Use the Four Stage Rule
When looking for your rental property there is an easy to remember 4 stage process, these stages are:-
Do your Property Research
Ensure that you are fully prepared before even considering starting your search. It is vital that you are aware of your restrictions within the market place. Make sure you are aware of what type of property you can afford to rent. Which areas of the City are suitable for you and match your requirements.
The best start is simply sit down and make a list of what is important to you. This needs to include two different sections. The first section is within the property for example you may only want to rent a flat, or maybe a house with a garage, you may require three bedrooms, a garden, large kitchen, central heating, electric shower, two bathrooms. Make a note in order of importance your top 10 requirements.
The second section needs to be area requirements, for example, maybe you need to be close to the train station, near the town centre, on a bus route, close to the motorway, near to the shopping development, a quiet area. Or maybe you have specific locations that you want to live within the City.
Secondly is setting your budget. It is vital that you know exactly how much you have per month or per week to be able to afford your rental property. Sit down and make a note of all of your outgoings including household amenities such as gas, water, electricity. Make a provision for council tax, petrol, loans, credit cards, car loan and all other outgoings. From this you can decide on how much per month you are able to afford on your rental property. It is highly important that you stick to this budget or below in order to ensure that there are no complications with your rent payment to the letting agent in the long term.
That is the worst bit out the way, now you can begin on stage two of the four step process.
Start your Property Search
There are a number of methods to achieve the desired result; this could include visiting all the letting agents in the town (very time consuming). Maybe complete a search of all the websites on the internet one by one (again very time consuming).
Alternatively you could try using one of online property portal sites, depending which you chose it is possible to send multiple emails to the letting agents expressing your requirements (let them do the hard work in contacting you with property) or maybe do a search on the site of listed property and contact them to arrange to have more details on specific ones advertised or arrange a viewing. Or simply gain quick and simple access to multiple letting agent websites from just one place.
A good site to start is Rentright this offers all of the above and much more, why not visit the Rentright Plymouth Page now and see what property is being advertised by the registered letting agents or contact all the agents with your details.
There are many other sites on the internet designed to make your search much easier, not all are dedicated to rental property and if you cannot find what you are looking for on one you may on another.
Arrange to View your Chosen Rental Home
Once you have made contact with the letting agent then arrange the viewing of the property. It is important that you remember your criteria that you set earlier. Take an impartial person with you on the visit as they may be able to give you some guidance and opinion on what they think of the property. Revisit the area on different times to view the rental property in order that you get a good feel of the location.
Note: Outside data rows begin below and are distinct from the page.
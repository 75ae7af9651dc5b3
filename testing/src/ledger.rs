//! In-memory ledger store with real row locks.
//!
//! Each account row sits behind its own `tokio::sync::Mutex`. A transaction
//! that reads a balance with [`LedgerTransaction::lock_active_balance`] keeps
//! the owned guard until it commits, rolls back or is dropped, so two
//! transactions on the same account serialize exactly like
//! `SELECT ... FOR UPDATE` in `PostgreSQL`. Balance writes are staged in the
//! transaction and only reach the row on commit.

#![allow(clippy::unwrap_used)] // Test infrastructure uses unwrap for simplicity
#![allow(clippy::missing_panics_doc)] // Lock poisoning only happens after a test already panicked

use banking_ledger_core::account::{Account, AccountNumber, AccountStatus};
use banking_ledger_core::ledger_store::{LedgerStore, LedgerTransaction, StoreError};
use chrono::Utc;
use rust_decimal::Decimal;
use std::collections::{HashMap, HashSet};
use std::future::Future;
use std::pin::Pin;
use std::sync::atomic::{AtomicUsize, Ordering};
use std::sync::{Arc, Mutex, RwLock};
use tokio::sync::{Mutex as RowLock, OwnedMutexGuard};

/// Store operation that can be made to fail once.
#[derive(Debug, Clone, Copy, PartialEq, Eq, Hash)]
pub enum LedgerFailure {
    /// `begin()` fails with `ConnectionFailed`
    Begin,
    /// `lock_active_balance()` fails with `DatabaseError`
    Lock,
    /// `update_balance()` fails with `DatabaseError`
    Update,
    /// `commit()` fails with `DatabaseError` and nothing is applied
    Commit,
    /// `insert_account()` fails with `DatabaseError`
    Insert,
}

/// Counters of store calls, for asserting which round-trips happened.
#[derive(Debug, Clone, Copy, Default, PartialEq, Eq)]
pub struct StoreStats {
    /// Transactions opened
    pub begins: usize,
    /// Row locks acquired on active accounts
    pub locks: usize,
    /// Transactions committed
    pub commits: usize,
    /// Transactions rolled back explicitly
    pub rollbacks: usize,
    /// Account rows inserted
    pub inserts: usize,
}

impl StoreStats {
    /// Number of calls that wrote to the store.
    #[must_use]
    pub const fn writes(&self) -> usize {
        self.inserts + self.commits
    }
}

#[derive(Default)]
struct Counters {
    begins: AtomicUsize,
    locks: AtomicUsize,
    commits: AtomicUsize,
    rollbacks: AtomicUsize,
    inserts: AtomicUsize,
}

#[derive(Default)]
struct Inner {
    rows: RwLock<HashMap<AccountNumber, Arc<RowLock<Account>>>>,
    failures: Mutex<HashSet<LedgerFailure>>,
    counters: Counters,
}

impl Inner {
    fn row(&self, account_number: &AccountNumber) -> Option<Arc<RowLock<Account>>> {
        self.rows.read().unwrap().get(account_number).cloned()
    }

    fn take_failure(&self, failure: LedgerFailure) -> bool {
        self.failures.lock().unwrap().remove(&failure)
    }
}

/// In-memory [`LedgerStore`] for fast, deterministic tests.
///
/// Cloning shares the same rows.
///
/// # Example
///
/// ```
/// use banking_ledger_testing::InMemoryLedgerStore;
/// use banking_ledger_core::account::AccountNumber;
/// use rust_decimal::Decimal;
///
/// # async fn example() {
/// let store = InMemoryLedgerStore::new();
/// store.seed_account("A1", Decimal::new(100, 0)).await;
/// assert_eq!(store.balance(&AccountNumber::new("A1")).await, Some(Decimal::new(100, 0)));
/// # }
/// ```
#[derive(Clone, Default)]
pub struct InMemoryLedgerStore {
    inner: Arc<Inner>,
}

impl InMemoryLedgerStore {
    /// Create an empty store.
    #[must_use]
    pub fn new() -> Self {
        Self::default()
    }

    /// Insert an `ACTIVE` account directly, bypassing counters.
    pub async fn seed_account(&self, account_number: impl Into<AccountNumber>, balance: Decimal) {
        let account_number = account_number.into();
        let account = Account {
            account_number: account_number.clone(),
            name: format!("holder of {account_number}"),
            balance,
            status: AccountStatus::Active,
            created_at: Utc::now(),
        };
        self.inner
            .rows
            .write()
            .unwrap()
            .insert(account_number, Arc::new(RowLock::new(account)));
    }

    /// Set an account's status, waiting for any transaction holding its lock.
    pub async fn set_status(&self, account_number: &AccountNumber, status: AccountStatus) {
        if let Some(row) = self.inner.row(account_number) {
            row.lock().await.status = status;
        }
    }

    /// Committed balance of an account, waiting for any in-flight lock holder.
    pub async fn balance(&self, account_number: &AccountNumber) -> Option<Decimal> {
        let row = self.inner.row(account_number)?;
        let account = row.lock().await;
        Some(account.balance)
    }

    /// Make the next call of the given operation fail.
    pub fn fail_next(&self, failure: LedgerFailure) {
        self.inner.failures.lock().unwrap().insert(failure);
    }

    /// Snapshot of the call counters.
    #[must_use]
    pub fn stats(&self) -> StoreStats {
        let c = &self.inner.counters;
        StoreStats {
            begins: c.begins.load(Ordering::SeqCst),
            locks: c.locks.load(Ordering::SeqCst),
            commits: c.commits.load(Ordering::SeqCst),
            rollbacks: c.rollbacks.load(Ordering::SeqCst),
            inserts: c.inserts.load(Ordering::SeqCst),
        }
    }

    /// Number of account rows.
    #[must_use]
    pub fn len(&self) -> usize {
        self.inner.rows.read().unwrap().len()
    }

    /// Whether the store holds no accounts.
    #[must_use]
    pub fn is_empty(&self) -> bool {
        self.len() == 0
    }
}

impl LedgerStore for InMemoryLedgerStore {
    fn begin(
        &self,
    ) -> Pin<Box<dyn Future<Output = Result<Box<dyn LedgerTransaction>, StoreError>> + Send + '_>>
    {
        Box::pin(async move {
            if self.inner.take_failure(LedgerFailure::Begin) {
                return Err(StoreError::ConnectionFailed(
                    "injected begin failure".to_string(),
                ));
            }
            self.inner.counters.begins.fetch_add(1, Ordering::SeqCst);
            Ok(Box::new(InMemoryTransaction {
                store: Arc::clone(&self.inner),
                locked: HashMap::new(),
            }) as Box<dyn LedgerTransaction>)
        })
    }

    fn insert_account(
        &self,
        account: &Account,
    ) -> Pin<Box<dyn Future<Output = Result<(), StoreError>> + Send + '_>> {
        let account = account.clone();
        Box::pin(async move {
            if self.inner.take_failure(LedgerFailure::Insert) {
                return Err(StoreError::DatabaseError(
                    "injected insert failure".to_string(),
                ));
            }
            let mut rows = self.inner.rows.write().unwrap();
            if rows.contains_key(&account.account_number) {
                return Err(StoreError::DuplicateAccount(account.account_number));
            }
            rows.insert(
                account.account_number.clone(),
                Arc::new(RowLock::new(account)),
            );
            self.inner.counters.inserts.fetch_add(1, Ordering::SeqCst);
            Ok(())
        })
    }

    fn find_account(
        &self,
        account_number: &AccountNumber,
    ) -> Pin<Box<dyn Future<Output = Result<Option<Account>, StoreError>> + Send + '_>> {
        let row = self.inner.row(account_number);
        Box::pin(async move {
            match row {
                Some(row) => Ok(Some(row.lock().await.clone())),
                None => Ok(None),
            }
        })
    }
}

struct LockedRow {
    guard: OwnedMutexGuard<Account>,
    staged: Option<Decimal>,
}

struct InMemoryTransaction {
    store: Arc<Inner>,
    locked: HashMap<AccountNumber, LockedRow>,
}

impl LedgerTransaction for InMemoryTransaction {
    fn lock_active_balance(
        &mut self,
        account_number: &AccountNumber,
    ) -> Pin<Box<dyn Future<Output = Result<Option<Decimal>, StoreError>> + Send + '_>> {
        let account_number = account_number.clone();
        Box::pin(async move {
            if self.store.take_failure(LedgerFailure::Lock) {
                return Err(StoreError::DatabaseError(
                    "injected lock failure".to_string(),
                ));
            }
            if let Some(row) = self.locked.get(&account_number) {
                return Ok(Some(row.staged.unwrap_or(row.guard.balance)));
            }
            let Some(row) = self.store.row(&account_number) else {
                return Ok(None);
            };
            let guard = row.lock_owned().await;
            if guard.status != AccountStatus::Active {
                return Ok(None);
            }
            let balance = guard.balance;
            self.store.counters.locks.fetch_add(1, Ordering::SeqCst);
            self.locked.insert(
                account_number,
                LockedRow {
                    guard,
                    staged: None,
                },
            );
            Ok(Some(balance))
        })
    }

    fn update_balance(
        &mut self,
        account_number: &AccountNumber,
        balance: Decimal,
    ) -> Pin<Box<dyn Future<Output = Result<(), StoreError>> + Send + '_>> {
        let account_number = account_number.clone();
        Box::pin(async move {
            if self.store.take_failure(LedgerFailure::Update) {
                return Err(StoreError::DatabaseError(
                    "injected update failure".to_string(),
                ));
            }
            let row = self.locked.get_mut(&account_number).ok_or_else(|| {
                StoreError::DatabaseError(format!(
                    "account {account_number} is not locked by this transaction"
                ))
            })?;
            row.staged = Some(balance);
            Ok(())
        })
    }

    fn commit(self: Box<Self>) -> Pin<Box<dyn Future<Output = Result<(), StoreError>> + Send>> {
        Box::pin(async move {
            let this = *self;
            if this.store.take_failure(LedgerFailure::Commit) {
                // Locks release as `this` drops; staged writes are discarded.
                return Err(StoreError::DatabaseError(
                    "injected commit failure".to_string(),
                ));
            }
            for (_, mut row) in this.locked {
                if let Some(balance) = row.staged {
                    row.guard.balance = balance;
                }
            }
            this.store.counters.commits.fetch_add(1, Ordering::SeqCst);
            Ok(())
        })
    }

    fn rollback(self: Box<Self>) -> Pin<Box<dyn Future<Output = Result<(), StoreError>> + Send>> {
        Box::pin(async move {
            self.store.counters.rollbacks.fetch_add(1, Ordering::SeqCst);
            Ok(())
        })
    }
}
Don’t make a hasty decision there and then, think about it for a while and ensure you are completely happy to go ahead. Once you have given the letting agent the retaining deposit if you change your mind then this will be lost.
Make your Move
Once you have chosen your rental property then on move in day remember that you will need normally but not in all instants, 1 months’ rent and 1 months retaining deposit for long term rents. Then you will sign the short hold tenancy agreement and be given the keys to your new rental property. If the house is furnished then there maybe an inventory make sure that this is correct, also if you see any damage that you had not spotted previously then be sure to make the letting agent aware of this as soon as possible.
The letting agent is there to help you so if there are any problems with the property then make sure to seek advice from them; if it is a fully managed letting service. If it is a tenant find only then be sure to make contact with the landlord (who of which you would have met previously) if there are any problems.
Some Letting Agents in Plymouth that may be of Interest
Just Lets, Trundlewood Property Management, Bullard & Scholes Residential Lettings
Chris Courtis is the co-founder of Rentright Property Letting Portal where you can find information and property for rent. Rentright is a resource available for Property Letting Agents to advertise their property and covers the whole of the UK
Statistical data in this article has been used and permitted by UpMyStreet and is accurate at the date this article was written.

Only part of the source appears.